The completion of a private placement puts ProntoForms (TSXV:PFM) in a better place to execute on its business plan, says Industrial Alliance Securities analyst Blair Abernethy.
Yesterday, ProntoForms announced the completion of financings that will net the company $5.77-million. The company said the cash injection would be used for working capital and general corporate purposes.
Abernethy says he views the additional captial as a way for ProntoForms as a way to get where it is going more quickly.

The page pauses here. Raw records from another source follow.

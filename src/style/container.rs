//! Container style mapper: inline declarations onto a ContainerStyle.

use crate::render::ContainerSink;

use super::declaration::{Applied, StyleDeclarationSet};
use super::parse::{
    resolve_background_color, resolve_border, resolve_border_width, resolve_box_shorthand,
    resolve_color, resolve_length, resolve_text_align,
};
use super::properties::{HorizontalAlign, Side};
use super::types::ContainerStyle;

impl ContainerStyle {
    /// A copy of this style with `declarations` applied in order.
    ///
    /// An empty declaration set returns an identical style.
    pub fn with_declarations(&self, declarations: &StyleDeclarationSet) -> ContainerStyle {
        apply_container_declarations(self, declarations)
    }

    /// Replay this style as calls on a layout container.
    ///
    /// Only properties that were set are emitted: alignment other than
    /// `None`, a background, non-zero insets, size bounds, and a border once
    /// it has a width.
    pub fn apply_to<C: ContainerSink + ?Sized>(&self, sink: &mut C) {
        if self.align != HorizontalAlign::None {
            sink.set_alignment(self.align);
        }
        if let Some(ref background) = self.background {
            sink.set_background(background);
        }
        for side in Side::ALL {
            let inset = self.padding(side);
            if inset != 0.0 {
                sink.set_padding(side, inset);
            }
        }
        if !self.size.is_empty() {
            sink.set_size(self.size);
        }
        if let Some(width) = self.border_width {
            sink.set_border(width, self.border_color.as_ref());
        }
    }
}

/// Apply a declaration set onto `base`, returning the new style.
pub fn apply_container_declarations(
    base: &ContainerStyle,
    declarations: &StyleDeclarationSet,
) -> ContainerStyle {
    let mut style = base.clone();
    declarations.apply_each("container", |property, value| {
        apply_container_declaration(&mut style, property, value)
    });
    style
}

fn apply_container_declaration(style: &mut ContainerStyle, property: &str, value: &str) -> Applied {
    match property {
        "text-align" => resolve_text_align(value)
            .map(|align| {
                // justify has no container counterpart
                if let Some(align) = HorizontalAlign::from_text_align(align) {
                    style.align = align;
                }
            })
            .into(),
        "background" => resolve_background_color(value)
            .map(|c| style.background = Some(c))
            .into(),
        "background-color" => resolve_color(value)
            .map(|c| style.background = Some(c))
            .into(),

        // Margins share the padding insets.
        "padding" | "margin" => resolve_box_shorthand(value)
            .map(|insets| {
                style.padding_top = insets.top;
                style.padding_right = insets.right;
                style.padding_bottom = insets.bottom;
                style.padding_left = insets.left;
            })
            .into(),
        "padding-top" | "margin-top" => set_inset(style, Side::Top, value),
        "padding-right" | "margin-right" => set_inset(style, Side::Right, value),
        "padding-bottom" | "margin-bottom" => set_inset(style, Side::Bottom, value),
        "padding-left" | "margin-left" => set_inset(style, Side::Left, value),

        "width" => resolve_length(value)
            .map(|v| style.size.width = Some(v))
            .into(),
        "min-width" => resolve_length(value)
            .map(|v| style.size.min_width = Some(v))
            .into(),
        "max-width" => resolve_length(value)
            .map(|v| style.size.max_width = Some(v))
            .into(),
        "height" => resolve_length(value)
            .map(|v| style.size.height = Some(v))
            .into(),
        "min-height" => resolve_length(value)
            .map(|v| style.size.min_height = Some(v))
            .into(),
        "max-height" => resolve_length(value)
            .map(|v| style.size.max_height = Some(v))
            .into(),

        "border" => resolve_border(value)
            .map(|border| {
                if let Some(width) = border.width {
                    style.border_width = Some(width);
                }
                if let Some(color) = border.color {
                    style.border_color = Some(color);
                }
            })
            .into(),
        "border-width" => resolve_border_width(value)
            .map(|w| style.border_width = Some(w))
            .into(),
        "border-color" => resolve_color(value)
            .map(|c| style.border_color = Some(c))
            .into(),
        _ => Applied::Ignored,
    }
}

fn set_inset(style: &mut ContainerStyle, side: Side, value: &str) -> Applied {
    resolve_length(value)
        .map(|v| *style.padding_mut(side) = v)
        .into()
}
//! Text style mapper: inline declarations onto a TypographicStyle.

use super::declaration::{Applied, StyleDeclarationSet};
use super::parse::{
    resolve_background_color, resolve_color, resolve_font_family, resolve_font_size,
    resolve_font_style, resolve_font_weight, resolve_length, resolve_line_height,
    resolve_text_decoration,
};
use super::properties::FontStyle;
use super::types::TypographicStyle;

impl TypographicStyle {
    /// A copy of this style with `declarations` applied in order.
    ///
    /// Unrecognized properties and unresolvable values leave the style
    /// untouched.
    pub fn with_declarations(&self, declarations: &StyleDeclarationSet) -> TypographicStyle {
        apply_text_declarations(self, declarations)
    }
}

/// Apply a declaration set onto `base`, returning the new style.
pub fn apply_text_declarations(
    base: &TypographicStyle,
    declarations: &StyleDeclarationSet,
) -> TypographicStyle {
    let mut style = base.clone();
    declarations.apply_each("text", |property, value| {
        apply_text_declaration(&mut style, property, value)
    });
    style
}

fn apply_text_declaration(style: &mut TypographicStyle, property: &str, value: &str) -> Applied {
    match property {
        "color" => resolve_color(value).map(|c| style.color = Some(c)).into(),
        "background-color" => resolve_color(value)
            .map(|c| style.background = Some(c))
            .into(),
        "background" => resolve_background_color(value)
            .map(|c| style.background = Some(c))
            .into(),
        "font-weight" => resolve_font_weight(value)
            .map(|w| style.bold |= w.is_bold())
            .into(),
        "font-style" => resolve_font_style(value)
            .map(|s| style.italic |= matches!(s, FontStyle::Italic | FontStyle::Oblique))
            .into(),
        "font-family" => resolve_font_family(value)
            .map(|f| style.font_family = Some(f))
            .into(),
        "font-size" => resolve_font_size(value)
            .map(|s| style.font_size = Some(s))
            .into(),
        "text-decoration" | "text-decoration-line" => resolve_text_decoration(value)
            .map(|d| {
                style.underline |= d.underline;
                style.strikethrough |= d.line_through;
            })
            .into(),
        "line-height" => resolve_line_height(value)
            .map(|lh| style.line_height = Some(lh))
            .into(),
        "letter-spacing" => resolve_length(value)
            .map(|s| style.letter_spacing = Some(s))
            .into(),
        "word-spacing" => resolve_length(value)
            .map(|s| style.word_spacing = Some(s))
            .into(),
        _ => Applied::Ignored,
    }
}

“In our view, this financing is an incremental positive for the Company as it provides Pronto with more financial flexibility to support its working capital, fund its growth, and pursue technology-based tuck-in acquisitions,” he says. “In terms of acquisitions, we believe Pronto could accelerate its product roadmap through the acquisition of emerging technologies, particularly in
the artificial intelligence space. We also see opportunities for Pronto to broaden its offering through the acquisition of other form automation vendors, which can allow Pronto to grow its existing customer base and cross-sell existing products.”
The analyst adds that this development takes risk off the table.
“Pronto is now better positioned to invest in product development and sales and marketing in order to sustain its high growth rate. We believe this financing significantly mitigates any going concern or liquidity risk for the Company for the next few years,” he adds.
In a research update to clients today, Abernethy maintained his “Speculative Buy” rating and one-year price target of $0.75 on ProntoForms, implying a return of 82.9 per cent at the time of publication.
Abernethy thinks ProntoForms will generate Adjusted EBITDA of negative $3.5-million on revenue of $14.7-million in fiscal 2017. He expects those numbers will improve to EBITDA of negative$1.7-million on a topline of $19.4-million the following year.